#### What the task requires:
Copy all of the records below verbatim.

#### Data to use:
....

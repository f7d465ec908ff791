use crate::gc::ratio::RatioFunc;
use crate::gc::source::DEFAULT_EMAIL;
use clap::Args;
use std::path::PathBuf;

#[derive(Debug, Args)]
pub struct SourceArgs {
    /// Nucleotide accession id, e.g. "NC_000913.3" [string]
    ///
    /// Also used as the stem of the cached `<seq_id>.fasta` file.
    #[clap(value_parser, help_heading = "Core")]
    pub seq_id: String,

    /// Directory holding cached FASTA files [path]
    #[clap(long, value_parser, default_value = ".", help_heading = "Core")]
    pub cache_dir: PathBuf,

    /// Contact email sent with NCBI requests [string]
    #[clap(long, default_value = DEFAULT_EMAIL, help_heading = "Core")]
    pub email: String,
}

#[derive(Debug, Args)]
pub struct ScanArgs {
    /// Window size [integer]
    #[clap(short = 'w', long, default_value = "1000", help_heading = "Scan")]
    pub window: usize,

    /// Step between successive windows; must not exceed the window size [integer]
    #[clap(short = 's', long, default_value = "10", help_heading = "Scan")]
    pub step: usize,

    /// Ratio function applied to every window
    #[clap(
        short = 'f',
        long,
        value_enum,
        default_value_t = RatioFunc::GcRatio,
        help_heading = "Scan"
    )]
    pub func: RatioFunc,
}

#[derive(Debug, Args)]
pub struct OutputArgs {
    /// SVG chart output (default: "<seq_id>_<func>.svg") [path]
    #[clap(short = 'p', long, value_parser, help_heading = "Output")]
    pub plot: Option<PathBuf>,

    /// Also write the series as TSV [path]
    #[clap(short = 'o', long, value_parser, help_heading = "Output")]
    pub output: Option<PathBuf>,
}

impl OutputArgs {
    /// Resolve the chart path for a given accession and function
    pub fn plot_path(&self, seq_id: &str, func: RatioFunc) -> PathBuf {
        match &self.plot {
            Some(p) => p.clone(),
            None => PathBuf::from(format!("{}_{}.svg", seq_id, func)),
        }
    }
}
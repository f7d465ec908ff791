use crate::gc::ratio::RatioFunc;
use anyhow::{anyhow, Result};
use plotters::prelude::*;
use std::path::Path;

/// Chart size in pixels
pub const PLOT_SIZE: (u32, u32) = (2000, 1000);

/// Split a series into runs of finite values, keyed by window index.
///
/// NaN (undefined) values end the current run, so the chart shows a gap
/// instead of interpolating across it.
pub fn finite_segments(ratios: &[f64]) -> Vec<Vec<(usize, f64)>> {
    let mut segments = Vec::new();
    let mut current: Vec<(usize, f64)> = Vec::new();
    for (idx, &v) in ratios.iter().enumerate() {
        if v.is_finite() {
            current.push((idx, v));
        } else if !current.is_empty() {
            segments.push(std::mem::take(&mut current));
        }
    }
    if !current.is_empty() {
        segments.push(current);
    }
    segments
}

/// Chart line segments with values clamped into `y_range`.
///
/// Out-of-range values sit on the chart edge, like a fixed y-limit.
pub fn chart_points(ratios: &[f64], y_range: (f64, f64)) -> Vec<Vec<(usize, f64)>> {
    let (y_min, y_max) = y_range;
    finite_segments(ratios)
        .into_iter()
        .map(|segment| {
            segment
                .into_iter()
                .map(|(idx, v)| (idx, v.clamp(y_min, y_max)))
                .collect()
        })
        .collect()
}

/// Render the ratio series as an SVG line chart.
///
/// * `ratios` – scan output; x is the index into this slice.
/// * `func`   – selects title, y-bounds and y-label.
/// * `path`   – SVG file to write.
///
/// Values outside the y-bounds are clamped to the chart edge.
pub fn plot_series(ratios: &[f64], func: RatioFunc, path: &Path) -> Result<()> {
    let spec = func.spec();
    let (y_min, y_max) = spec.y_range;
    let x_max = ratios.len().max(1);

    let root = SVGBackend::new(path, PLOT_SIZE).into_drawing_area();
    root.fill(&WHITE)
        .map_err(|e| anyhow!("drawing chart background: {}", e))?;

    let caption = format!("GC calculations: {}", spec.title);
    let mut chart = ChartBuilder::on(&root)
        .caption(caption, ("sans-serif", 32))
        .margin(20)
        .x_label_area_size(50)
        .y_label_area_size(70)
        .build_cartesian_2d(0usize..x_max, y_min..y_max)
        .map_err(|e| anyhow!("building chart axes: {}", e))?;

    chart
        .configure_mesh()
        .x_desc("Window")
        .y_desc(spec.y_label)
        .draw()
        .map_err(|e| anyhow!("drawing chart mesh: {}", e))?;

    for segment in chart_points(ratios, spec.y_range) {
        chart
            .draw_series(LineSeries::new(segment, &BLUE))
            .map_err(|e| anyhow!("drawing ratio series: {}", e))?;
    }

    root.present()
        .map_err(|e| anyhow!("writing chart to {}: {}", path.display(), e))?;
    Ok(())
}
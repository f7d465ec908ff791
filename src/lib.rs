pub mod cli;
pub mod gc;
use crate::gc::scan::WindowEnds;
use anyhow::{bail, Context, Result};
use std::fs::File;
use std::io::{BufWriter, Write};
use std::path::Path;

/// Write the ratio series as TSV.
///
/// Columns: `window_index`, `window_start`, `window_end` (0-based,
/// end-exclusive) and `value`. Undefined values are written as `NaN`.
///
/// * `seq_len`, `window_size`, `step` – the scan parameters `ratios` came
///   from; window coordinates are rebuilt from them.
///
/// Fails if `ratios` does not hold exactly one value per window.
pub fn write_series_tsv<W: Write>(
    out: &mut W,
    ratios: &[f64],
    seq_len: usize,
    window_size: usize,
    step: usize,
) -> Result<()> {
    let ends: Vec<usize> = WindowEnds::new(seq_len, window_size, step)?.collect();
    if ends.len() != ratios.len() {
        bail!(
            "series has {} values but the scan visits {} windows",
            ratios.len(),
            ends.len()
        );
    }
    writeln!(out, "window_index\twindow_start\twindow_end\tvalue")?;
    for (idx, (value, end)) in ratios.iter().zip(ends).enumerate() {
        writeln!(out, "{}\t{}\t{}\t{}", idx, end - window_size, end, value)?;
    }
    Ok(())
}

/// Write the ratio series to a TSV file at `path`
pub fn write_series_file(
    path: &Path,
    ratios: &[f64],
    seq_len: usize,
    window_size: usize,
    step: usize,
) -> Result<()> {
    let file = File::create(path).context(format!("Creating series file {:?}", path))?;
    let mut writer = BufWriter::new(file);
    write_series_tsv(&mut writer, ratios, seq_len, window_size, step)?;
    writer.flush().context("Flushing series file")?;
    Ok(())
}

....

#### Result of the exercise:
repository f7d465ec908ff791
use crate::gc::ratio::RatioFunc;
use crate::gc::source::DEFAULT_EMAIL;
use clap::Args;
use std::path::PathBuf;

#[derive(Debug, Args)]
pub struct SourceArgs {
    /// Nucleotide accession id, e.g. "NC_000913.3" [string]
    ///
    /// Also used as the stem of the cached `<seq_id>.fasta` file.
    #[clap(value_parser, help_heading = "Core")]
    pub seq_id: String,

    /// Directory holding cached FASTA files [path]
    #[clap(long, value_parser, default_value = ".", help_heading = "Core")]
    pub cache_dir: PathBuf,

    /// Contact email sent with NCBI requests [string]
    #[clap(long, default_value = DEFAULT_EMAIL, help_heading = "Core")]
    pub email: String,
}

#[derive(Debug, Args)]
pub struct ScanArgs {
    /// Window size [integer]
    #[clap(short = 'w', long, default_value = "1000", help_heading = "Scan")]
    pub window: usize,

    /// Step between successive windows; must not exceed the window size [integer]
    #[clap(short = 's', long, default_value = "10", help_heading = "Scan")]
    pub step: usize,

    /// Ratio function applied to every window
    #[clap(
        short = 'f',
        long,
        value_enum,
        default_value_t = RatioFunc::GcRatio,
        help_heading = "Scan"
    )]
    pub func: RatioFunc,
}

#[derive(Debug, Args)]
pub struct OutputArgs {
    /// SVG chart output (default: "<seq_id>_<func>.svg") [path]
    #[clap(short = 'p', long, value_parser, help_heading = "Output")]
    pub plot: Option<PathBuf>,

    /// Also write the series as TSV [path]
    #[clap(short = 'o', long, value_parser, help_heading = "Output")]
    pub output: Option<PathBuf>,
}

impl OutputArgs {
    /// Resolve the chart path for a given accession and function
    pub fn plot_path(&self, seq_id: &str, func: RatioFunc) -> PathBuf {
        match &self.plot {
            Some(p) => p.clone(),
            None => PathBuf::from(format!("{}_{}.svg", seq_id, func)),
        }
    }
}
repository f7d465ec908ff791
use crate::gc::ratio::RatioFunc;
use anyhow::{anyhow, Result};
use plotters::prelude::*;
use std::path::Path;

/// Chart size in pixels
pub const PLOT_SIZE: (u32, u32) = (2000, 1000);

/// Split a series into runs of finite values, keyed by window index.
///
/// NaN (undefined) values end the current run, so the chart shows a gap
/// instead of interpolating across it.
pub fn finite_segments(ratios: &[f64]) -> Vec<Vec<(usize, f64)>> {
    let mut segments = Vec::new();
    let mut current: Vec<(usize, f64)> = Vec::new();
    for (idx, &v) in ratios.iter().enumerate() {
        if v.is_finite() {
            current.push((idx, v));
        } else if !current.is_empty() {
            segments.push(std::mem::take(&mut current));
        }
    }
    if !current.is_empty() {
        segments.push(current);
    }
    segments
}

/// Chart line segments with values clamped into `y_range`.
///
/// Out-of-range values sit on the chart edge, like a fixed y-limit.
pub fn chart_points(ratios: &[f64], y_range: (f64, f64)) -> Vec<Vec<(usize, f64)>> {
    let (y_min, y_max) = y_range;
    finite_segments(ratios)
        .into_iter()
        .map(|segment| {
            segment
                .into_iter()
                .map(|(idx, v)| (idx, v.clamp(y_min, y_max)))
                .collect()
        })
        .collect()
}

/// Render the ratio series as an SVG line chart.
///
/// * `ratios` – scan output; x is the index into this slice.
/// * `func`   – selects title, y-bounds and y-label.
/// * `path`   – SVG file to write.
///
/// Values outside the y-bounds are clamped to the chart edge.
pub fn plot_series(ratios: &[f64], func: RatioFunc, path: &Path) -> Result<()> {
    let spec = func.spec();
    let (y_min, y_max) = spec.y_range;
    let x_max = ratios.len().max(1);

    let root = SVGBackend::new(path, PLOT_SIZE).into_drawing_area();
    root.fill(&WHITE)
        .map_err(|e| anyhow!("drawing chart background: {}", e))?;

    let caption = format!("GC calculations: {}", spec.title);
    let mut chart = ChartBuilder::on(&root)
        .caption(caption, ("sans-serif", 32))
        .margin(20)
        .x_label_area_size(50)
        .y_label_area_size(70)
        .build_cartesian_2d(0usize..x_max, y_min..y_max)
        .map_err(|e| anyhow!("building chart axes: {}", e))?;

    chart
        .configure_mesh()
        .x_desc("Window")
        .y_desc(spec.y_label)
        .draw()
        .map_err(|e| anyhow!("drawing chart mesh: {}", e))?;

    for segment in chart_points(ratios, spec.y_range) {
        chart
            .draw_series(LineSeries::new(segment, &BLUE))
            .map_err(|e| anyhow!("drawing ratio series: {}", e))?;
    }

    root.present()
        .map_err(|e| anyhow!("writing chart to {}: {}", path.display(), e))?;
    Ok(())
}
repository f7d465ec908ff791
filename src/lib.rs
pub mod cli;
pub mod gc;
use crate::gc::scan::WindowEnds;
use anyhow::{bail, Context, Result};
use std::fs::File;
use std::io::{BufWriter, Write};
use std::path::Path;

/// Write the ratio series as TSV.
///
/// Columns: `window_index`, `window_start`, `window_end` (0-based,
/// end-exclusive) and `value`. Undefined values are written as `NaN`.
///
/// * `seq_len`, `window_size`, `step` – the scan parameters `ratios` came
///   from; window coordinates are rebuilt from them.
///
/// Fails if `ratios` does not hold exactly one value per window.
pub fn write_series_tsv<W: Write>(
    out: &mut W,
    ratios: &[f64],
    seq_len: usize,
    window_size: usize,
    step: usize,
) -> Result<()> {
    let ends: Vec<usize> = WindowEnds::new(seq_len, window_size, step)?.collect();
    if ends.len() != ratios.len() {
        bail!(
            "series has {} values but the scan visits {} windows",
            ratios.len(),
            ends.len()
        );
    }
    writeln!(out, "window_index\twindow_start\twindow_end\tvalue")?;
    for (idx, (value, end)) in ratios.iter().zip(ends).enumerate() {
        writeln!(out, "{}\t{}\t{}\t{}", idx, end - window_size, end, value)?;
    }
    Ok(())
}

/// Write the ratio series to a TSV file at `path`
pub fn write_series_file(
    path: &Path,
    ratios: &[f64],
    seq_len: usize,
    window_size: usize,
    step: usize,
) -> Result<()> {
    let file = File::create(path).context(format!("Creating series file {:?}", path))?;
    let mut writer = BufWriter::new(file);
    write_series_tsv(&mut writer, ratios, seq_len, window_size, step)?;
    writer.flush().context("Flushing series file")?;
    Ok(())
}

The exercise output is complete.